The shell script shown above automatically triggers all three possible outcomes of the CPU alert:

• CRITICAL is triggered by generating data points that force a mean activity percentage of 100%.
• WARNING is triggered by a mean activity percentage of 80%.
• OK is triggered by a mean activity percentage of 0%.

It uses the Alerta CLI to connect to the Alerta server to check whether the alert's severity level has the expected value.

We need three data points to trigger each alert type -- the first two data points are on the boundaries of the 1 minute window (0 seconds and 60 seconds), forcing the mean value to become the specified CPU activity percentage.

The third data point is deliberately outside the time window (of 1 minute), forcing the alert node to be triggered with a mean value over the previous two data points.

Although the above test strategy works to quickly validate all possible outcomes, one impractical aspect is that the timestamps in the above example start with 0 (meaning 0 seconds after the epoch: January 1st 1970 00:00 UTC).

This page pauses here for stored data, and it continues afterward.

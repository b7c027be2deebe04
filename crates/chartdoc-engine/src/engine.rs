//! Documentation engine based on MiniJinja

use chartdoc_core::ChartDoc;
use minijinja::Environment;

use crate::error::{ErrorContext, Result, TemplateError};
use crate::filters;
use crate::templates::{self, DEFAULT_TEMPLATE, DEFAULT_TEMPLATE_NAME};

/// Name exposed to templates as `generator.name`
pub const GENERATOR_NAME: &str = "chartdoc";

/// Documentation engine builder
pub struct DocEngineBuilder {
    strict_mode: bool,
    generator_version: String,
}

impl Default for DocEngineBuilder {
    fn default() -> Self {
        Self::new()
    }
}

impl DocEngineBuilder {
    pub fn new() -> Self {
        Self {
            strict_mode: true,
            generator_version: String::new(),
        }
    }

    /// Set strict mode (fail on undefined variables)
    pub fn strict(mut self, strict: bool) -> Self {
        self.strict_mode = strict;
        self
    }

    /// Version shown in the generated footer
    pub fn generator_version(mut self, version: impl Into<String>) -> Self {
        self.generator_version = version.into();
        self
    }

    /// Build the engine
    pub fn build(self) -> Result<DocEngine> {
        DocEngine::new(self.strict_mode, self.generator_version)
    }
}

/// The documentation engine
///
/// Holds an environment with every built-in snippet registered. Each render
/// works on a copy, so user templates never leak between charts.
pub struct DocEngine {
    env: Environment<'static>,
    generator_version: String,
}

impl DocEngine {
    /// Create an engine with built-in snippets registered
    pub fn new(strict_mode: bool, generator_version: String) -> Result<Self> {
        let mut env = Environment::new();

        if strict_mode {
            env.set_undefined_behavior(minijinja::UndefinedBehavior::Strict);
        } else {
            env.set_undefined_behavior(minijinja::UndefinedBehavior::Lenient);
        }
        env.set_keep_trailing_newline(true);
        env.set_debug(true);

        env.add_filter("badge_escape", filters::badge_escape);
        env.add_filter("md_escape", filters::md_escape);
        env.add_filter("tojson", filters::tojson);
        env.add_filter("indent", filters::indent);
        env.add_filter("nindent", filters::nindent);
        env.add_filter("trimprefix", filters::trimprefix);
        env.add_filter("trimsuffix", filters::trimsuffix);
        env.add_filter("default_if_empty", filters::default_if_empty);

        let builtin_names = templates::snippet_names();
        let known = ErrorContext {
            context: None,
            templates: &builtin_names,
        };

        let builtins = templates::snippets()
            .into_iter()
            .chain(std::iter::once((DEFAULT_TEMPLATE_NAME, DEFAULT_TEMPLATE.to_string())));
        for (name, source) in builtins {
            env.add_template_owned(name, source.clone())
                .map_err(|e| TemplateError::from_minijinja(&e, name, &source, &known))?;
        }

        Ok(Self {
            env,
            generator_version,
        })
    }

    /// Create a builder
    pub fn builder() -> DocEngineBuilder {
        DocEngineBuilder::new()
    }

    /// Render documentation for one chart
    ///
    /// Every `(name, source)` template is registered so they can include each
    /// other; the first one is rendered. With no templates the built-in
    /// document is rendered.
    pub fn render(&self, doc: &ChartDoc, templates: &[(String, String)]) -> Result<String> {
        let mut env = self.env.clone();

        let mut names = templates::snippet_names();
        names.extend(templates.iter().map(|(name, _)| name.as_str()));

        for (name, source) in templates {
            env.add_template_owned(name.clone(), source.clone())
                .map_err(|e| {
                    let known = ErrorContext {
                        context: None,
                        templates: &names,
                    };
                    TemplateError::from_minijinja(&e, name, source, &known)
                })?;
        }

        let entry = templates
            .first()
            .map(|(name, _)| name.as_str())
            .unwrap_or(DEFAULT_TEMPLATE_NAME);

        let ctx = minijinja::context! {
            chart => &doc.chart,
            values => &doc.values,
            sections => &doc.sections,
            generator => minijinja::context! {
                name => GENERATOR_NAME,
                version => &self.generator_version,
            },
        };

        let rendered = env
            .get_template(entry)
            .and_then(|tmpl| tmpl.render(&ctx))
            .map_err(|e| {
                // Errors raised inside an include point at that snippet
                let failing = e.name().unwrap_or(entry);
                let source = env
                    .get_template(failing)
                    .map(|t| t.source().to_string())
                    .unwrap_or_default();
                let context = serde_json::to_value(&ctx).ok();
                let known = ErrorContext {
                    context: context.as_ref(),
                    templates: &names,
                };
                TemplateError::from_minijinja(&e, failing, &source, &known)
            })?;

        tracing::debug!(
            "Rendered {} for chart {}",
            entry,
            doc.chart.name
        );

        if templates.is_empty() {
            Ok(tidy_blank_lines(&rendered))
        } else {
            Ok(rendered)
        }
    }
}

/// Collapse runs of blank lines left by empty sections
fn tidy_blank_lines(text: &str) -> String {
    let mut out = String::with_capacity(text.len());
    let mut blank_run = 0;

    for line in text.trim().lines() {
        let line = line.trim_end();
        if line.is_empty() {
            blank_run += 1;
            if blank_run > 1 {
                continue;
            }
        } else {
            blank_run = 0;
        }
        out.push_str(line);
        out.push('\n');
    }

    out
}

#[cfg(test)]
mod tests {
    use super::*;
    use crate::error::{EngineError, TemplateErrorKind};
    use chartdoc_core::{
        ChartManifest, CommentIndex, RowOptions, SchemaHints, Values, extract_rows,
    };

    const CHART: &str = r#"
apiVersion: v2
name: web-app
version: 1.2.0-rc_1
type: application
appVersion: "3.1"
description: A small web application
home: https://example.com/web-app
sources:
  - https://github.com/example/web-app
maintainers:
  - name: Jane
    email: jane@example.com
dependencies:
  - name: redis
    version: 17.x.x
    repository: https://charts.example.com
    alias: cache
"#;

    const VALUES: &str = r#"
# -- Number of replicas
replicaCount: 1
image:
  # -- Image repository
  repository: nginx
  # -- Pull policy | cached
  pullPolicy: IfNotPresent
# -- Extra labels
# @section -- Metadata
labels: {}
"#;

    fn doc() -> ChartDoc {
        let manifest = ChartManifest::from_yaml(CHART).unwrap();
        let values = Values::from_yaml(VALUES).unwrap();
        let comments = CommentIndex::scan(VALUES);
        let rows = extract_rows(
            &values,
            &comments,
            &SchemaHints::default(),
            &RowOptions::default(),
        );
        ChartDoc::new(manifest, rows)
    }

    fn engine() -> DocEngine {
        DocEngine::builder().generator_version("0.2.0").build().unwrap()
    }

    fn template(name: &str, source: &str) -> Vec<(String, String)> {
        vec![(name.to_string(), source.to_string())]
    }

    #[test]
    fn test_default_document() {
        let out = engine().render(&doc(), &[]).unwrap();

        assert!(out.starts_with("# web-app\n\n"));
        assert!(out.contains(
            "![Version: 1.2.0-rc_1](https://img.shields.io/badge/Version-1.2.0--rc__1-informational?style=flat-square)"
        ));
        assert!(out.contains("![AppVersion: 3.1]"));
        assert!(out.contains("A small web application"));
        assert!(out.contains("**Homepage:** <https://example.com/web-app>"));
        assert!(out.contains("| Jane | <jane@example.com> |  |"));
        assert!(out.contains("* <https://github.com/example/web-app>"));
        assert!(out.contains("| https://charts.example.com | redis(cache) | 17.x.x |"));
        assert!(out.contains("| replicaCount | int | `1` | Number of replicas |"));
        assert!(out.contains("| image.pullPolicy | string | `\"IfNotPresent\"` | Pull policy \\| cached |"));
        assert!(out.contains("Autogenerated from chart metadata using chartdoc v0.2.0"));
        assert!(!out.contains("deprecated"));
        assert!(!out.contains("\n\n\n"));
        assert!(out.ends_with("v0.2.0\n"));
    }

    #[test]
    fn test_user_template_with_includes() {
        let out = engine()
            .render(
                &doc(),
                &template(
                    "README.md.j2",
                    "{% include \"chart.header\" %}\n\n{% include \"chart.valuesSectionsTables\" %}\n",
                ),
            )
            .unwrap();

        assert!(out.starts_with("# web-app\n\n### Metadata\n\n| Key | Type | Default | Description |"));
        assert!(out.contains("| labels | object | `{}` | Extra labels |"));
        assert!(out.contains("### Other Values"));
        assert!(out.ends_with("|\n"));
    }

    #[test]
    fn test_first_template_is_rendered() {
        let templates = vec![
            (
                "main.j2".to_string(),
                "{% include \"extra.j2\" %}: {{ values | length }}".to_string(),
            ),
            ("extra.j2".to_string(), "rows".to_string()),
        ];
        let out = engine().render(&doc(), &templates).unwrap();
        assert_eq!(out, "rows: 4");
    }

    #[test]
    fn test_generator_context() {
        let out = engine()
            .render(&doc(), &template("t", "{{ generator.name }} {{ generator.version }}"))
            .unwrap();
        assert_eq!(out, "chartdoc 0.2.0");
    }

    #[test]
    fn test_unknown_include_suggests_snippet() {
        let err = engine()
            .render(&doc(), &template("t", "{% include \"chart.valueSection\" %}"))
            .unwrap_err();

        let EngineError::Template(err) = err else {
            panic!("expected template error");
        };
        assert_eq!(err.kind(), TemplateErrorKind::UnknownTemplate);
        assert_eq!(
            miette::Diagnostic::code(&err).map(|c| c.to_string()).as_deref(),
            Some("chartdoc::template::unknown_template")
        );
        assert_eq!(
            err.suggestion.as_deref(),
            Some("Did you mean `chart.valuesSection`?")
        );
    }

    #[test]
    fn test_undefined_key_in_strict_mode() {
        let err = engine()
            .render(&doc(), &template("t", "line\n{{ chart.nmae.x }}"))
            .unwrap_err();

        let EngineError::Template(err) = err else {
            panic!("expected template error");
        };
        assert_eq!(err.kind(), TemplateErrorKind::UndefinedVariable);
        assert!(err.span.is_some());
    }

    #[test]
    fn test_syntax_error_is_reported() {
        let err = engine()
            .render(&doc(), &template("t", "{% if chart.name %}unterminated"))
            .unwrap_err();
        assert!(matches!(
            err,
            EngineError::Template(ref e) if e.kind() == TemplateErrorKind::SyntaxError
        ));
    }

    #[test]
    fn test_lenient_mode_renders_missing_as_empty() {
        let engine = DocEngine::builder().strict(false).build().unwrap();
        let out = engine
            .render(&doc(), &template("t", "[{{ chart.missing }}]"))
            .unwrap();
        assert_eq!(out, "[]");
    }

    #[test]
    fn test_tidy_blank_lines() {
        assert_eq!(tidy_blank_lines("\n# a\n\n\n\nb  \n\n"), "# a\n\nb\n");
    }
}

If we also want to observe the data points generated by the above script in Grafana, we need to configure the panel to go back in time 50 years.

Fortunately, I can also easily adjust the script to start with a base timestamp, that is 1 hour in the past:

offset="$(($(date +%s) - 3600))"

With this tiny adjustment, we should see the following CPU graph (displaying data points from the last hour) after running the test script:

As you may notice, we can see that the CPU activity level quickly goes from 100%, to 80%, to 0%, using only 9 data points.

Although testing stream tasks (from a functional perspective) is quick and convenient, testing batch tasks in a similar way is difficult. Contrary to the stream task implementation, the query node in the batch task does have a notion of time (because of the WHERE clause that includes the now() expression).

Moreover, the embedded InfluxQL query evaluates the mean values every minute, but the test script does not exactly know when this event triggers.

The only way I could think of to (somewhat reliably) validate the outcomes is by creating a test script that continuously inserts data points for at least double the time window size (2 minutes) until Alerta reports the right alert status (if it does not after a while, I can conclude that the alert is incorrectly implemented).

Automating the deployment

As you may probably have already guessed, to be able to conveniently experiment with all these services, and to reliably run tests in isolation, some form of deployment automation is an absolute must-have.

Most people who do not know anything about my deployment technology preferences, will probably go for Docker or docker-compose, but I have decided to use a variety of solutions from the Nix project.

NixOps is used to automatically deploy a network of NixOS machines -- I have created a logical and physical NixOps configuration that deploys two VirtualBox virtual machines.

With the following command I can create and deploy the virtual machines:

$ nixops create network.nix network-virtualbox.nix -d test
$ nixops deploy -d test

The first machine: test1 is responsible for hosting the entire monitoring infrastructure (InfluxDB, Kapacitor, Alerta, Grafana), and the second machine (test2) runs Telegraf and the load tests.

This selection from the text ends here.